How elegant his hands were with the long bones and tendons. The heavy signet on his left ring finger was so loose that the seal had slipped round. ‘No,’ Julia admitted. ‘I have not. No great faith, would perhaps be truer.’ The doctors had done little enough for Papa, for all their certainties.

‘You seem to understand that speaking about problems is a relief after everyone pretending there is nothing wrong.’ He looked away from the fire and into her eyes and for a moment she thought the flames still danced in that intent gaze.

Jonathan’s beautiful blue gaze was always impenetrable, as though it was stained glass she was looking at. This man’s eyes were windows into his soul and a very unpleasant place it seemed to be, she thought with a shiver at her Gothic imaginings.

‘Would it help to confide your story in a total stranger? One who will take it to—’ He broke off. ‘One who will respect your confidence.’

Take it to the grave. He was no priest bound to silence, she could hardly confess to her actions and expect him to keep the secret, but perhaps talking would help her find some solution to the problem of what she could possibly do now.

‘My father was a gentleman farmer,’ Julia began. She sat back in the chair and found she could at least begin as though she was telling a story from a book. The hound circled on the hearth rug, sighed and lay down with her head on her master’s foot as if she, too, was settling to listen to the tale. ‘My mother died when I was fifteen and I have no brothers or sisters, so I became my father’s companion: I think he forgot most of the time that I was a girl. I learned everything he could teach me about the estate, the farm, even purchasing stock and selling produce.

‘Then, four years ago, he suffered a stroke. At first there was talk of employing a steward, but Papa realised that I could do the job just as well—and that I loved the place in a way that an employee never would.
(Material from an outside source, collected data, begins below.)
// This Source Code Form is subject to the terms of the Mozilla Public
// License, v. 2.0. If a copy of the MPL was not distributed with this
// file, You can obtain one at https://mozilla.org/MPL/2.0/.

// Copyright 2025 Oxide Computer Company

//! Payload bytes with no structure the engine understands.

use super::frame::Frame;
use super::headers::FieldError;
use super::headers::Handler;
use super::headers::HeaderHandler;
use super::headers::ParseError;
use crate::api::FieldNum;
use crate::api::FieldOp;
use crate::api::HeaderKind;
use crate::api::Instance;

#[derive(Clone, Debug, Default)]
pub struct Opaque {
    bytes: Vec<u8>,
}

pub fn parse(
    frame: &mut Frame<'_>,
    _kind: HeaderKind,
) -> Result<(Handler, HeaderKind), ParseError> {
    let bytes = frame.read_rest().to_vec();
    Ok((Handler::Opaque(Opaque { bytes }), HeaderKind::None))
}

impl Opaque {
    pub fn bytes(&self) -> &[u8] {
        &self.bytes
    }
}

impl HeaderHandler for Opaque {
    fn kind(&self, instance: Instance) -> Option<HeaderKind> {
        (instance.resolve(1) == Some(0)).then_some(HeaderKind::Opaque)
    }

    fn len(&self) -> usize {
        self.bytes.len()
    }

    fn emit(&self, out: &mut Vec<u8>) {
        out.extend_from_slice(&self.bytes);
    }

    fn get(
        &self,
        num: FieldNum,
        instance: Instance,
    ) -> Result<Vec<u8>, FieldError> {
        Err(FieldError::no_field(num, instance))
    }

    fn update(
        &mut self,
        num: FieldNum,
        instance: Instance,
        _op: FieldOp,
        _arg: &[u8],
    ) -> Result<bool, FieldError> {
        Err(FieldError::no_field(num, instance))
    }

    fn reload(&mut self, bytes: &[u8]) -> bool {
        if bytes.len() != self.bytes.len() {
            return false;
        }
        self.bytes.copy_from_slice(bytes);
        true
    }
}
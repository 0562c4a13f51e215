// This Source Code Form is subject to the terms of the Mozilla Public
// License, v. 2.0. If a copy of the MPL was not distributed with this
// file, You can obtain one at https://mozilla.org/MPL/2.0/.

// Copyright 2025 Oxide Computer Company

//! The forwarding engine.
pub mod action;
pub mod arp;
pub mod attribute;
pub mod checksum;
pub mod context;
pub mod counter;
pub mod ether;
pub mod field;
pub mod frame;
pub mod gre;
pub mod headers;
pub mod icmp;
pub mod ip;
pub mod ip4;
pub mod ip6;
pub mod metadata;
pub mod mpls;
pub mod object;
pub mod opaque;
pub mod packet;
pub mod pipeline;
pub mod port;
pub mod protocol;
pub mod table;
pub mod tcp;
pub mod udp;
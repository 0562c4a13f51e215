// This Source Code Form is subject to the terms of the Mozilla Public
// License, v. 2.0. If a copy of the MPL was not distributed with this
// file, You can obtain one at https://mozilla.org/MPL/2.0/.

// Copyright 2025 Oxide Computer Company

//! Lock wrappers used throughout the engine.
//!
//! A panic while a lock is held poisons the std primitives. The
//! engine's locked state is always left consistent between
//! statements (counters, maps, token buckets), so these wrappers hand
//! back the guard of a poisoned lock instead of propagating the
//! poison into every packet that touches it.

use std::ops::Deref;
use std::ops::DerefMut;
use std::sync::Mutex;
use std::sync::MutexGuard;
use std::sync::PoisonError;
use std::sync::RwLock;
use std::sync::RwLockReadGuard;
use std::sync::RwLockWriteGuard;

/// A mutual exclusion lock.
#[derive(Debug, Default)]
pub struct KMutex<T> {
    inner: Mutex<T>,
}

pub struct KMutexGuard<'a, T: 'a> {
    guard: MutexGuard<'a, T>,
}

impl<T> Deref for KMutexGuard<'_, T> {
    type Target = T;

    fn deref(&self) -> &T {
        self.guard.deref()
    }
}

impl<T> DerefMut for KMutexGuard<'_, T> {
    fn deref_mut(&mut self) -> &mut T {
        self.guard.deref_mut()
    }
}

impl<T> KMutex<T> {
    pub const fn new(val: T) -> Self {
        KMutex { inner: Mutex::new(val) }
    }

    pub fn into_inner(self) -> T {
        self.inner.into_inner().unwrap_or_else(PoisonError::into_inner)
    }

    pub fn lock(&self) -> KMutexGuard<'_, T> {
        let guard = self.inner.lock().unwrap_or_else(PoisonError::into_inner);
        KMutexGuard { guard }
    }
}

/// A reader/writer lock.
#[derive(Debug, Default)]
pub struct KRwLock<T> {
    inner: RwLock<T>,
}

impl<T> KRwLock<T> {
    pub const fn new(val: T) -> Self {
        KRwLock { inner: RwLock::new(val) }
    }

    pub fn read(&self) -> RwLockReadGuard<'_, T> {
        self.inner.read().unwrap_or_else(PoisonError::into_inner)
    }

    pub fn write(&self) -> RwLockWriteGuard<'_, T> {
        self.inner.write().unwrap_or_else(PoisonError::into_inner)
    }
}

#[cfg(test)]
mod test {
    use super::*;
    use std::sync::Arc;

    #[test]
    fn poisoned_mutex_still_usable() {
        let m = Arc::new(KMutex::new(7u64));
        let m2 = m.clone();
        let res = std::thread::spawn(move || {
            let _g = m2.lock();
            panic!("poison the lock");
        })
        .join();
        assert!(res.is_err());

        *m.lock() += 1;
        assert_eq!(*m.lock(), 8);
    }
}
// This Source Code Form is subject to the terms of the Mozilla Public
// License, v. 2.0. If a copy of the MPL was not distributed with this
// file, You can obtain one at https://mozilla.org/MPL/2.0/.

// Copyright 2025 Oxide Computer Company

//! Build-time descriptors for actions and tables.

use super::field::FieldId;
use super::header::HeaderKind;
use alloc::collections::BTreeMap;
use alloc::string::String;
use alloc::vec::Vec;
use core::fmt;
use core::fmt::Display;
use serde::Deserialize;
use serde::Serialize;

/// The configuration of a single action. Each variant is built by
/// the action builder registered under [`ActionDesc::kind_name`].
#[derive(Clone, Debug, Deserialize, Eq, PartialEq, Serialize)]
pub enum ActionDesc {
    Continue,
    Drop,
    Debug,
    Decap {
        header: HeaderKind,
    },
    Encap {
        header: HeaderKind,
    },
    Evaluate,
    Output,
    Transmit {
        port: String,
        #[serde(default)]
        immediate: bool,
    },
    Lookup {
        table: String,
    },
    Mirror {
        #[serde(default)]
        port: Option<String>,
        #[serde(default)]
        actions: Vec<ActionAttrDesc>,
        #[serde(default)]
        fields: Vec<FieldId>,
    },
    Ratelimit {
        /// Sustained rate in bytes per second.
        rate: u64,
        /// Bucket depth in bytes.
        burst: u64,
    },
    Reparse {
        header: HeaderKind,
        #[serde(default)]
        fields: Vec<FieldId>,
        #[serde(default)]
        prepend: Vec<u8>,
    },
    SelectActionList {
        fields: Vec<FieldId>,
        algo: SelectAlgo,
        lists: Vec<Vec<ActionAttrDesc>>,
    },
    SwapOutput,
    Update(UpdateDesc),
    FlowCounter {
        counter: String,
    },
    /// An action provided by a builder registered at context
    /// construction.
    Custom {
        kind: String,
        #[serde(default)]
        args: BTreeMap<String, String>,
    },
}

impl ActionDesc {
    /// The name the builder for this descriptor is registered under.
    pub fn kind_name(&self) -> &str {
        match self {
            Self::Continue => "continue",
            Self::Drop => "drop",
            Self::Debug => "debug",
            Self::Decap { .. } => "decap",
            Self::Encap { .. } => "encap",
            Self::Evaluate => "evaluate",
            Self::Output => "output",
            Self::Transmit { .. } => "transmit",
            Self::Lookup { .. } => "lookup",
            Self::Mirror { .. } => "mirror",
            Self::Ratelimit { .. } => "ratelimit",
            Self::Reparse { .. } => "reparse",
            Self::SelectActionList { .. } => "select_action_list",
            Self::SwapOutput => "swap_output",
            Self::Update(_) => "update",
            Self::FlowCounter { .. } => "flow_counter",
            Self::Custom { kind, .. } => kind,
        }
    }

    /// Defer this action until an `EVALUATE`.
    pub fn on_evaluate(self) -> ActionAttrDesc {
        ActionAttrDesc { action: self, on_evaluate: true }
    }
}

impl Display for ActionDesc {
    fn fmt(&self, f: &mut fmt::Formatter) -> fmt::Result {
        match self {
            Self::Decap { header } => write!(f, "decap({header})"),
            Self::Encap { header } => write!(f, "encap({header})"),
            Self::Transmit { port, immediate } => {
                write!(f, "transmit({port}, immediate={immediate})")
            }
            Self::Lookup { table } => write!(f, "lookup({table})"),
            Self::Ratelimit { rate, burst } => {
                write!(f, "ratelimit({rate}B/s, burst={burst}B)")
            }
            Self::Update(u) => write!(f, "update({} {})", u.field, u.op),
            Self::FlowCounter { counter } => {
                write!(f, "flow_counter({counter})")
            }
            _ => write!(f, "{}", self.kind_name()),
        }
    }
}

/// An action descriptor plus its scheduling flag.
#[derive(Clone, Debug, Deserialize, Eq, PartialEq, Serialize)]
pub struct ActionAttrDesc {
    pub action: ActionDesc,
    #[serde(default)]
    pub on_evaluate: bool,
}

impl From<ActionDesc> for ActionAttrDesc {
    fn from(action: ActionDesc) -> Self {
        Self { action, on_evaluate: false }
    }
}

/// How `select_action_list` hashes the selected fields.
#[derive(
    Clone, Copy, Debug, Default, Deserialize, Eq, PartialEq, Serialize,
)]
pub enum SelectAlgo {
    Crc16,
    #[default]
    Crc32,
    Random,
}

/// The operation applied by an update action.
#[derive(Clone, Copy, Debug, Deserialize, Eq, PartialEq, Serialize)]
pub enum UpdateOp {
    Set,
    Inc,
    Dec,
    Copy,
    BitWrite,
    BitAnd,
    BitOr,
}

impl Display for UpdateOp {
    fn fmt(&self, f: &mut fmt::Formatter) -> fmt::Result {
        let s = match self {
            Self::Set => "SET",
            Self::Inc => "INC",
            Self::Dec => "DEC",
            Self::Copy => "COPY",
            Self::BitWrite => "BIT_WRITE",
            Self::BitAnd => "BIT_AND",
            Self::BitOr => "BIT_OR",
        };
        write!(f, "{s}")
    }
}

/// The configuration of an update action.
#[derive(Clone, Debug, Deserialize, Eq, PartialEq, Serialize)]
pub struct UpdateDesc {
    pub field: FieldId,
    pub op: UpdateOp,
    /// Big-endian operand of every op but `Copy`.
    #[serde(default)]
    pub value: Vec<u8>,
    /// The field `Copy` reads from.
    #[serde(default)]
    pub src: Option<FieldId>,
    /// First bit written by `BitWrite`, counted from the least
    /// significant bit of the field.
    #[serde(default)]
    pub bit_offset: u16,
    #[serde(default)]
    pub bit_count: u16,
}

impl UpdateDesc {
    fn with_value(field: FieldId, op: UpdateOp, value: &[u8]) -> Self {
        Self {
            field,
            op,
            value: value.to_vec(),
            src: None,
            bit_offset: 0,
            bit_count: 0,
        }
    }

    pub fn set(field: impl Into<FieldId>, value: &[u8]) -> Self {
        Self::with_value(field.into(), UpdateOp::Set, value)
    }

    pub fn inc(field: impl Into<FieldId>, value: &[u8]) -> Self {
        Self::with_value(field.into(), UpdateOp::Inc, value)
    }

    pub fn dec(field: impl Into<FieldId>, value: &[u8]) -> Self {
        Self::with_value(field.into(), UpdateOp::Dec, value)
    }

    pub fn bit_and(field: impl Into<FieldId>, value: &[u8]) -> Self {
        Self::with_value(field.into(), UpdateOp::BitAnd, value)
    }

    pub fn bit_or(field: impl Into<FieldId>, value: &[u8]) -> Self {
        Self::with_value(field.into(), UpdateOp::BitOr, value)
    }

    pub fn copy(field: impl Into<FieldId>, src: impl Into<FieldId>) -> Self {
        Self {
            field: field.into(),
            op: UpdateOp::Copy,
            value: Vec::new(),
            src: Some(src.into()),
            bit_offset: 0,
            bit_count: 0,
        }
    }

    pub fn bit_write(
        field: impl Into<FieldId>,
        bit_offset: u16,
        bit_count: u16,
        value: &[u8],
    ) -> Self {
        Self {
            bit_offset,
            bit_count,
            ..Self::with_value(field.into(), UpdateOp::BitWrite, value)
        }
    }
}

impl From<UpdateDesc> for ActionDesc {
    fn from(desc: UpdateDesc) -> Self {
        Self::Update(desc)
    }
}

/// Where an entry's actions are spliced into an action table.
#[derive(
    Clone, Copy, Debug, Default, Deserialize, Eq, PartialEq, Serialize,
)]
pub enum Position {
    Head,
    #[default]
    Tail,
}

/// The configuration of a table, one variant per table kind.
#[derive(Clone, Debug, Deserialize, Eq, PartialEq, Serialize)]
pub enum TableDesc {
    Action {
        /// Returned by lookups while the table holds no entries.
        #[serde(default)]
        default_actions: Vec<ActionAttrDesc>,
    },
}

/// The configuration of a table entry, one variant per table kind.
#[derive(Clone, Debug, Deserialize, Eq, PartialEq, Serialize)]
pub enum EntryDesc {
    Action {
        actions: Vec<ActionAttrDesc>,
        #[serde(default)]
        position: Position,
    },
}

#[cfg(test)]
mod test {
    use super::*;
    use crate::field::FieldNum;

    #[test]
    fn kind_names() {
        assert_eq!(ActionDesc::Drop.kind_name(), "drop");
        assert_eq!(ActionDesc::SwapOutput.kind_name(), "swap_output");
        let custom = ActionDesc::Custom {
            kind: "punt".into(),
            args: BTreeMap::new(),
        };
        assert_eq!(custom.kind_name(), "punt");
    }

    #[test]
    fn entry_from_ron() {
        let text = r#"Action(
            actions: [
                (action: Update((
                    field: Field(num: IpHop, instance: Instance(0)),
                    op: Dec,
                    value: [1],
                ))),
                (action: Transmit(port: "vif0"), on_evaluate: true),
            ],
        )"#;

        let desc: EntryDesc = ron::from_str(text).unwrap();
        let EntryDesc::Action { actions, position } = desc;
        assert_eq!(position, Position::Tail);
        assert_eq!(actions.len(), 2);
        assert_eq!(
            actions[0].action,
            ActionDesc::Update(UpdateDesc::dec(FieldNum::IpHop, &[1]))
        );
        assert!(actions[1].on_evaluate);
        assert_eq!(
            actions[1].action,
            ActionDesc::Transmit { port: "vif0".into(), immediate: false }
        );
    }

    #[test]
    fn mirror_json() {
        let desc = ActionDesc::Mirror {
            port: Some("mirror0".into()),
            actions: vec![ActionDesc::Output.into()],
            fields: vec![FieldId::new(FieldNum::Vrf)],
        };
        let json = serde_json::to_string(&desc).unwrap();
        let back: ActionDesc = serde_json::from_str(&json).unwrap();
        assert_eq!(desc, back);
    }
}
// This Source Code Form is subject to the terms of the Mozilla Public
// License, v. 2.0. If a copy of the MPL was not distributed with this
// file, You can obtain one at https://mozilla.org/MPL/2.0/.

// Copyright 2025 Oxide Computer Company

//! Actions: the steps of a pipeline.
//!
//! An action is built once from its [`ActionDesc`] and then shared by
//! every packet that runs through the list holding it, so
//! [`Action::process`] takes `&self`; any state an action keeps
//! between packets (a token bucket) sits behind its own lock.
//! References an action takes on other objects at build time are
//! [`ObjectRef`](super::object::ObjectRef)s, released when the action
//! is dropped.

use super::counter::CounterSink;
use super::object::RegistryError;
use super::packet::Packet;
use crate::Context;
use crate::api::ActionAttrDesc;
use crate::api::ActionDesc;
use crate::api::State;
use crate::provider::LogLevel;
use core::fmt;
use core::fmt::Display;
use std::collections::BTreeMap;
use std::sync::Arc;
use thiserror::Error;

pub mod basic;
pub mod flow;
pub mod lookup;
pub mod mirror;
pub mod output;
pub mod ratelimit;
pub mod select;
pub mod update;

/// An immutable, shareable action sequence.
pub type ActionList = Arc<[ActionAttr]>;

/// The result of one action invocation: a continuation to run ahead
/// of the remaining actions, and the state of the packet.
#[derive(Clone, Default)]
pub struct Outcome {
    pub next: Option<ActionList>,
    pub state: State,
}

impl Outcome {
    pub const fn state(state: State) -> Self {
        Self { next: None, state }
    }

    /// Continue with `next` spliced in front of the remaining actions.
    pub fn then(next: ActionList) -> Self {
        Self { next: Some(next), state: State::Continue }
    }
}

impl From<State> for Outcome {
    fn from(state: State) -> Self {
        Self::state(state)
    }
}

impl fmt::Debug for Outcome {
    fn fmt(&self, f: &mut fmt::Formatter) -> fmt::Result {
        let next = self.next.as_ref().map(|n| n.len()).unwrap_or(0);
        write!(f, "Outcome({}, next={next})", self.state)
    }
}

pub trait Action: Display + Send + Sync {
    fn process(&self, pkt: &mut Packet, counters: &dyn CounterSink) -> Outcome;
}

/// An action with its scheduling flag and its identity hash.
#[derive(Clone)]
pub struct ActionAttr {
    action: Arc<dyn Action>,
    on_evaluate: bool,
    hash: u32,
}

impl ActionAttr {
    /// Wrap an action built outside the descriptor path. The hash is
    /// taken over the action's display form.
    pub fn new(action: Arc<dyn Action>, on_evaluate: bool) -> Self {
        let mut h = crc32fast::Hasher::new();
        h.update(action.to_string().as_bytes());
        h.update(&[u8::from(on_evaluate)]);
        Self { action, on_evaluate, hash: h.finalize() }
    }

    pub fn from_desc(desc: &ActionAttrDesc, action: Arc<dyn Action>) -> Self {
        Self { action, on_evaluate: desc.on_evaluate, hash: hash_desc(desc) }
    }

    pub fn action(&self) -> &dyn Action {
        &*self.action
    }

    pub fn on_evaluate(&self) -> bool {
        self.on_evaluate
    }

    pub fn hash(&self) -> u32 {
        self.hash
    }
}

impl Display for ActionAttr {
    fn fmt(&self, f: &mut fmt::Formatter) -> fmt::Result {
        if self.on_evaluate {
            write!(f, "{} (on evaluate)", self.action)
        } else {
            write!(f, "{}", self.action)
        }
    }
}

impl fmt::Debug for ActionAttr {
    fn fmt(&self, f: &mut fmt::Formatter) -> fmt::Result {
        write!(f, "ActionAttr({self}, {:#010x})", self.hash)
    }
}

/// CRC32 over the postcard encoding of the descriptor and its flag.
pub fn hash_desc(desc: &ActionAttrDesc) -> u32 {
    let mut h = crc32fast::Hasher::new();
    match postcard::to_allocvec(&desc.action) {
        Ok(bytes) => h.update(&bytes),
        Err(_) => h.update(desc.action.to_string().as_bytes()),
    }
    h.update(&[u8::from(desc.on_evaluate)]);
    h.finalize()
}

/// Do two sequences hold the same actions, element by element?
pub fn is_equal(a: &[ActionAttr], b: &[ActionAttr]) -> bool {
    a.len() == b.len() && a.iter().zip(b).all(|(x, y)| x.hash == y.hash)
}

/// An empty action list.
pub fn empty() -> ActionList {
    Arc::from(Vec::new())
}

#[derive(Clone, Debug, Eq, Error, PartialEq)]
pub enum BuildError {
    #[error("no builder registered for action {0}")]
    UnknownAction(String),

    #[error("invalid {action} action: {msg}")]
    Invalid { action: String, msg: String },

    #[error(transparent)]
    Registry(#[from] RegistryError),
}

impl BuildError {
    pub(crate) fn invalid(desc: &ActionDesc, msg: impl Into<String>) -> Self {
        Self::Invalid { action: desc.kind_name().to_string(), msg: msg.into() }
    }
}

/// A builder for [`ActionDesc::Custom`] actions of one kind.
pub type CustomBuilder = Arc<
    dyn Fn(&Context, &BTreeMap<String, String>) -> Result<Arc<dyn Action>, BuildError>
        + Send
        + Sync,
>;

/// Build one action. `continue` builds to nothing.
pub fn build(
    ctx: &Context,
    desc: &ActionDesc,
) -> Result<Option<Arc<dyn Action>>, BuildError> {
    let action: Arc<dyn Action> = match desc {
        ActionDesc::Continue => return Ok(None),
        ActionDesc::Drop => Arc::new(basic::DropPacket),
        ActionDesc::Debug => Arc::new(basic::SetDebug),
        ActionDesc::Decap { header } => Arc::new(basic::Decap::new(*header)),
        ActionDesc::Encap { header } => Arc::new(basic::Encap::new(*header)),
        ActionDesc::Evaluate => Arc::new(basic::Evaluate),
        ActionDesc::Reparse { header, fields, prepend } => Arc::new(
            basic::Reparse::new(*header, fields.clone(), prepend.clone()),
        ),
        ActionDesc::Output => Arc::new(output::Output::new(ctx)),
        ActionDesc::Transmit { port, immediate } => {
            Arc::new(output::Transmit::new(ctx, port, *immediate)?)
        }
        ActionDesc::SwapOutput => Arc::new(output::SwapOutput::new(ctx)),
        ActionDesc::Lookup { table } => Arc::new(lookup::Lookup::new(ctx, table)?),
        ActionDesc::Mirror { port, actions, fields } => Arc::new(
            mirror::Mirror::new(ctx, port.as_deref(), actions, fields)?,
        ),
        ActionDesc::Ratelimit { rate, burst } => {
            Arc::new(ratelimit::Ratelimit::new(ctx, *rate, *burst)?)
        }
        ActionDesc::SelectActionList { fields, algo, lists } => Arc::new(
            select::SelectActionList::new(ctx, fields.clone(), *algo, lists)?,
        ),
        ActionDesc::Update(u) => Arc::new(update::Update::new(u)?),
        ActionDesc::FlowCounter { counter } => {
            Arc::new(flow::FlowCount::new(ctx, counter)?)
        }
        ActionDesc::Custom { kind, args } => {
            let builder = ctx
                .custom_builder(kind)
                .ok_or_else(|| BuildError::UnknownAction(kind.clone()))?;
            builder(ctx, args)?
        }
    };

    Ok(Some(action))
}

/// Build an action list. When one action fails to build, the
/// references its already built siblings took are released before
/// the error is returned.
pub fn build_list(
    ctx: &Context,
    descs: &[ActionAttrDesc],
) -> Result<ActionList, BuildError> {
    let mut out = Vec::with_capacity(descs.len());

    for desc in descs {
        match build(ctx, &desc.action) {
            Ok(Some(action)) => out.push(ActionAttr::from_desc(desc, action)),
            Ok(None) => {}
            Err(e) => {
                ctx.log(
                    LogLevel::Error,
                    &format!("failed to build {}: {e}", desc.action),
                );
                return Err(e);
            }
        }
    }

    Ok(out.into())
}

#[cfg(test)]
mod test {
    use super::*;
    use crate::api::FieldNum;
    use crate::api::UpdateDesc;

    fn attr(desc: ActionDesc, on_evaluate: bool) -> ActionAttr {
        let desc = ActionAttrDesc { action: desc, on_evaluate };
        ActionAttr::from_desc(&desc, Arc::new(basic::DropPacket))
    }

    #[test]
    fn hash_equality() {
        let a = [
            attr(ActionDesc::Drop, false),
            attr(UpdateDesc::dec(FieldNum::IpHop, &[1]).into(), false),
        ];
        let b = [
            attr(ActionDesc::Drop, false),
            attr(UpdateDesc::dec(FieldNum::IpHop, &[1]).into(), false),
        ];
        assert!(is_equal(&a, &b));

        let c = [
            attr(ActionDesc::Drop, true),
            attr(UpdateDesc::dec(FieldNum::IpHop, &[1]).into(), false),
        ];
        assert!(!is_equal(&a, &c));

        let d = [
            attr(ActionDesc::Drop, false),
            attr(UpdateDesc::dec(FieldNum::IpHop, &[2]).into(), false),
        ];
        assert!(!is_equal(&a, &d));
        assert!(!is_equal(&a, &a[..1]));
        assert!(is_equal(&[], &[]));
    }

    #[test]
    fn display_marks_deferred() {
        let a = attr(ActionDesc::Drop, true);
        assert_eq!(a.to_string(), "drop (on evaluate)");
    }
}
So I took over. I thought there was no reason why we could not go on like that for years, but last spring he died, quite suddenly in his sleep, and my Cousin Arthur inherited.’

She would not cry, she had got past that. Just as long as the baron did not try to sympathise: she could not cope with sympathy. Instead he said, ‘And there was no young man to carry you off?’

‘I had been too busy being a farmer to flirt with young men.’ He had seen, and heard, enough of her now to understand the other reasons no-one had come courting. She was hardly a beauty. She was too tall. And too assertive, too outspoken. Unladylike hoyden, Cousin Jane called her. A managing, gawky blue-stocking female with no dowry, that was what Jonathan had flung at her. He was obviously correct about her lack of attraction—it was quite clear in retrospect that she had been a complete failure in his bed.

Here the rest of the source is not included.